Use the gather() function to tidy the data frame. In this case key should be “group” and value should be “IQ_score”. Make sure to specify that factor_key should be TRUE (this will set the type of the group column to factor. Put the tidy data frame into a new variable iq_data_tidy and print it.

# YOUR CODE HERE
# SOLUTION:

iq_data_tidy <- iq_data %>%
  gather(key = group,
         value = IQ_score,
         factor_key = TRUE)

print(iq_data_tidy)
## # A tibble: 28 x 2
##    group   IQ_score
##    <fct>      <dbl>
##  1 placebo      107
##  2 placebo       92
##  3 placebo      113
##  4 placebo       88
##  5 placebo       90
##  6 placebo      105
##  7 placebo      111
##  8 placebo       84
##  9 placebo       98
## 10 placebo      111
## # ... with 18 more rows

c. Plot the data

Use ggplot to make a box plot of the IQ scores of the two groups. Show groups on the x-axis and IQ_scores on the y axis. Use ylim() of 50 to 150.

# YOUR CODE HERE
# SOLUTION:

iq_data_tidy %>%
  ggplot(mapping = aes(x = group, y = IQ_score)) +
  geom_boxplot() +
  ylim(50, 150) +
  theme_classic()

d. Another visualisation

It’s often useful to plot the same data in different ways. Another way to plot this data is as a density plot. Use ggplot to plot the density of the samples of the two groups. Plot each group in a different colour usingfill = group. Use an alpha = 0.5 on the density so that the distributions are visible on top of each other and an xlim() of 50 to 150.

# YOUR CODE HERE
# SOLUTION:

iq_data_tidy %>%
  ggplot(mapping = aes(x = IQ_score, fill = group)) +
  geom_density(alpha = 0.5) +
  xlim(c(50, 150)) +
  theme_classic()

e. Summarising the data numerically

Now that you have inspected the data visually, it’s time to take a closer look at the numbers. Use the familiar data %>% group_by() %>% summarise() code to find the mean IQ scores and standard deviations of the two groups.
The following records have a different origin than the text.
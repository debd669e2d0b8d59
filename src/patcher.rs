//! # Source Flag Patching
//!
//! The benchmarked program selects its features with `#define` lines that are
//! either live or commented out. This module rewrites those lines.
//!
//! ## Model
//!
//! - `SourceTemplate` holds the pristine text and the validated markers.
//!   `render` is a pure function of (pristine text, configuration), so
//!   applying the same configuration twice gives identical bytes and
//!   rendering the baseline reproduces a baseline pristine file exactly.
//! - `FlagPatcher` owns the file location and performs the one side effect:
//!   a whole-file write that is synced and renamed into place.
//! - `BaselineGuard` restores the baseline on every exit path.
//!
//! Lines are matched by marker text, not by index, so the rewrite does not
//! depend on line positions.

use crate::error::DriverError;
use crate::space::Configuration;
use std::fs;
use std::io::Write;
use std::path::{Path, PathBuf};
use tracing::{debug, error, info, warn};

/// A named compile-time switch and its two textual forms
#[derive(Debug, Clone, PartialEq, Eq)]
pub struct FlagMarker {
    pub name: String,
    pub enabled: String,
    pub disabled: String,
}

impl FlagMarker {
    /// `#define NAME` when enabled, `// #define NAME` when disabled
    pub fn define(name: &str) -> Self {
        Self {
            name: name.to_string(),
            enabled: format!("#define {}", name),
            disabled: format!("// #define {}", name),
        }
    }

    pub fn with_forms(name: &str, enabled: &str, disabled: &str) -> Self {
        Self {
            name: name.to_string(),
            enabled: enabled.to_string(),
            disabled: disabled.to_string(),
        }
    }

    fn matches(&self, line: &str) -> bool {
        let content = line.trim();
        content == self.enabled || content == self.disabled
    }

    fn form(&self, enabled: bool) -> &str {
        if enabled {
            &self.enabled
        } else {
            &self.disabled
        }
    }
}

/// Pristine source text with its flag markers located and validated
#[derive(Debug, Clone)]
pub struct SourceTemplate {
    pristine: String,
    markers: Vec<FlagMarker>,
}

impl SourceTemplate {
    /// Validate that every marker appears on exactly one line of `text`
    ///
    /// `path` is only used for error messages.
    pub fn parse(text: String, markers: Vec<FlagMarker>, path: &Path) -> Result<Self, DriverError> {
        for marker in &markers {
            let mut found: Option<usize> = None;

            for (index, line) in text.lines().enumerate() {
                if !marker.matches(line) {
                    continue;
                }
                if let Some(first) = found {
                    return Err(DriverError::DuplicateMarker {
                        flag: marker.name.clone(),
                        first: first + 1,
                        second: index + 1,
                        path: path.to_path_buf(),
                    });
                }
                found = Some(index);
            }

            match found {
                Some(index) => debug!("Flag {} found on line {}", marker.name, index + 1),
                None => {
                    return Err(DriverError::MarkerNotFound {
                        flag: marker.name.clone(),
                        enabled: marker.enabled.clone(),
                        disabled: marker.disabled.clone(),
                        path: path.to_path_buf(),
                    })
                }
            }
        }

        Ok(Self {
            pristine: text,
            markers,
        })
    }

    pub fn pristine(&self) -> &str {
        &self.pristine
    }

    pub fn markers(&self) -> &[FlagMarker] {
        &self.markers
    }

    /// Produce the source text for `configuration`
    ///
    /// Marker lines keep their leading indentation and line terminator; every
    /// other byte is copied from the pristine text.
    pub fn render(&self, configuration: &Configuration) -> String {
        let mut out = String::with_capacity(self.pristine.len() + 4 * self.markers.len());

        for line in self.pristine.split_inclusive('\n') {
            let (body, terminator) = split_terminator(line);

            match self.markers.iter().find(|m| m.matches(body)) {
                Some(marker) => {
                    let indent_len = body.len() - body.trim_start().len();
                    out.push_str(&body[..indent_len]);
                    out.push_str(marker.form(configuration.is_enabled(&marker.name)));
                    out.push_str(terminator);
                }
                None => out.push_str(line),
            }
        }

        out
    }

    /// Whether the pristine text already has every flag disabled
    pub fn is_baseline(&self) -> bool {
        self.pristine
            .lines()
            .filter_map(|line| self.markers.iter().find(|m| m.matches(line)).map(|m| (m, line)))
            .all(|(m, line)| line.trim() == m.disabled)
    }
}

fn split_terminator(line: &str) -> (&str, &str) {
    if let Some(body) = line.strip_suffix("\r\n") {
        (body, "\r\n")
    } else if let Some(body) = line.strip_suffix('\n') {
        (body, "\n")
    } else {
        (line, "")
    }
}

/// Writes rendered configurations into the source file
#[derive(Debug)]
pub struct FlagPatcher {
    path: PathBuf,
    template: SourceTemplate,
    baseline: Configuration,
}

impl FlagPatcher {
    /// Read the source once and validate every marker against it
    ///
    /// A symlinked source is resolved here, so patches replace the file it
    /// points at and the link itself survives.
    pub fn open(path: impl Into<PathBuf>, markers: Vec<FlagMarker>) -> Result<Self, DriverError> {
        let path = path.into();
        let text = fs::read_to_string(&path).map_err(|source| DriverError::SourceIo {
            action: "read",
            path: path.clone(),
            source,
        })?;
        let path = fs::canonicalize(&path).map_err(|source| DriverError::SourceIo {
            action: "resolve",
            path,
            source,
        })?;

        let baseline = Configuration::baseline(
            &markers.iter().map(|m| m.name.as_str()).collect::<Vec<_>>(),
        );
        let template = SourceTemplate::parse(text, markers, &path)?;

        if !template.is_baseline() {
            warn!(
                "{:?} does not start with every flag disabled; it will be left at baseline",
                path
            );
        }

        Ok(Self {
            path,
            template,
            baseline,
        })
    }

    pub fn path(&self) -> &Path {
        &self.path
    }

    pub fn template(&self) -> &SourceTemplate {
        &self.template
    }

    /// Write the source for `configuration`
    ///
    /// The text goes to a sibling temporary file which is synced and then
    /// renamed over the source, so a concurrent reader never sees a partial file.
    /// The temporary file takes the source's permissions and is removed if any
    /// step fails.
    pub fn apply(&self, configuration: &Configuration) -> Result<(), DriverError> {
        let rendered = self.template.render(configuration);
        let tmp_path = self.tmp_path();

        if let Err(e) = self.replace_with(&tmp_path, rendered.as_bytes()) {
            let _ = fs::remove_file(&tmp_path);
            return Err(e);
        }

        debug!("Patched {:?} for [{}]", self.path, configuration);
        Ok(())
    }

    fn replace_with(&self, tmp_path: &Path, contents: &[u8]) -> Result<(), DriverError> {
        let io_err = |action: &'static str| {
            let path = self.path.clone();
            move |source| DriverError::SourceIo {
                action,
                path,
                source,
            }
        };

        let permissions = fs::metadata(&self.path)
            .map_err(io_err("stat"))?
            .permissions();

        let mut file = fs::File::create(tmp_path).map_err(io_err("create temporary copy of"))?;
        file.set_permissions(permissions)
            .map_err(io_err("set permissions on temporary copy of"))?;
        file.write_all(contents)
            .map_err(io_err("write temporary copy of"))?;
        file.sync_all().map_err(io_err("sync temporary copy of"))?;
        drop(file);

        fs::rename(tmp_path, &self.path).map_err(io_err("replace"))
    }

    /// Write the all-disabled configuration
    pub fn restore_baseline(&self) -> Result<(), DriverError> {
        self.apply(&self.baseline)?;
        info!("Restored {:?} to baseline", self.path);
        Ok(())
    }

    /// Arm a guard that restores the baseline when it goes out of scope
    pub fn baseline_guard(&self) -> BaselineGuard<'_> {
        BaselineGuard {
            patcher: self,
            armed: true,
        }
    }

    fn tmp_path(&self) -> PathBuf {
        let file_name = self
            .path
            .file_name()
            .map(|n| n.to_string_lossy().into_owned())
            .unwrap_or_default();
        self.path.with_file_name(format!(".{}.ring-bench.tmp", file_name))
    }
}

/// Scoped cleanup for a sweep
///
/// Call `finish` on the success path to restore and observe errors. If the
/// guard is dropped unfinished (an error unwound the sweep), restoration is
/// attempted and failures are logged.
pub struct BaselineGuard<'a> {
    patcher: &'a FlagPatcher,
    armed: bool,
}

impl<'a> BaselineGuard<'a> {
    pub fn patcher(&self) -> &FlagPatcher {
        self.patcher
    }

    pub fn finish(mut self) -> Result<(), DriverError> {
        self.armed = false;
        self.patcher.restore_baseline()
    }
}

impl Drop for BaselineGuard<'_> {
    fn drop(&mut self) {
        if !self.armed {
            return;
        }
        warn!("Sweep aborted; restoring {:?} to baseline", self.patcher.path());
        if let Err(e) = self.patcher.restore_baseline() {
            error!("Failed to restore baseline source: {}", e);
        }
    }
}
Save the result into a variable called iq_summary and print it.

# YOUR CODE HERE
# SOLUTION:

iq_summary <- iq_data_tidy %>%
  group_by(group) %>%
  summarise(mean_IQ_score = mean(IQ_score),
            standard_deviation = sd(IQ_score))

print(iq_summary)
## # A tibble: 2 x 3
##   group      mean_IQ_score standard_deviation
##   <fct>              <dbl>              <dbl>
## 1 placebo             102.               13.3
## 2 smart_drug          111.               10.8

2. Understanding the data generation process

To answer both of your research questions, it’s important to understand the difference between the data generation distribution and the sampling distribution.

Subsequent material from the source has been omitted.